Exercise brief: Please repeat all of the listing exactly.

Input data:

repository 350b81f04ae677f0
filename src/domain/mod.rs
pub mod entities;
pub mod error;
pub mod ports;
pub mod values;
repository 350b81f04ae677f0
use clap::{Parser, Subcommand};
use std::path::PathBuf;

#[derive(Parser)]
#[command(name = "docvault", about = "Document vector store with similarity search")]
pub struct Cli {
    #[command(subcommand)]
    pub command: Commands,
}

#[derive(Subcommand)]
pub enum Commands {
    /// Add (or replace) a document
    Add {
        /// Document text; omit to read --file
        #[arg(required_unless_present = "file", conflicts_with = "file")]
        text: Option<String>,
        /// Read the text from a file and record its name as source_filename
        #[arg(long)]
        file: Option<PathBuf>,
        /// Reuse this id instead of generating one
        #[arg(long)]
        id: Option<String>,
        /// JSON object of metadata
        #[arg(long)]
        metadata: Option<String>,
    },
    /// Show a stored document
    Get {
        id: String,
    },
    /// Delete a document
    Delete {
        id: String,
    },
    /// List stored documents
    List,
    /// Similarity search
    Search {
        query: String,
        #[arg(long, short = 'k', default_value = "5")]
        limit: usize,
    },
    /// Show store statistics
    Stats,
    /// Embed documents stored without a vector
    Reindex,
}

Exercise answer:
repository 350b81f04ae677f0
filename src/domain/mod.rs
pub mod entities;
pub mod error;
pub mod ports;
pub mod values;
repository 350b81f04ae677f0
use clap::{Parser, Subcommand};
use std::path::PathBuf;

#[derive(Parser)]
#[command(name = "docvault", about = "Document vector store with similarity search")]
pub struct Cli {
    #[command(subcommand)]
    pub command: Commands,
}

#[derive(Subcommand)]
pub enum Commands {
    /// Add (or replace) a document
    Add {
        /// Document text; omit to read --file
        #[arg(required_unless_present = "file", conflicts_with = "file")]
        text: Option<String>,
        /// Read the text from a file and record its name as source_filename
        #[arg(long)]
        file: Option<PathBuf>,
        /// Reuse this id instead of generating one
        #[arg(long)]
        id: Option<String>,
        /// JSON object of metadata
        #[arg(long)]
        metadata: Option<String>,
    },
    /// Show a stored document
    Get {
        id: String,
    },
    /// Delete a document
    Delete {
        id: String,
    },
    /// List stored documents
    List,
    /// Similarity search
    Search {
        query: String,
        #[arg(long, short = 'k', default_value = "5")]
        limit: usize,
    },
    /// Show store statistics
    Stats,
    /// Embed documents stored without a vector
    Reindex,
}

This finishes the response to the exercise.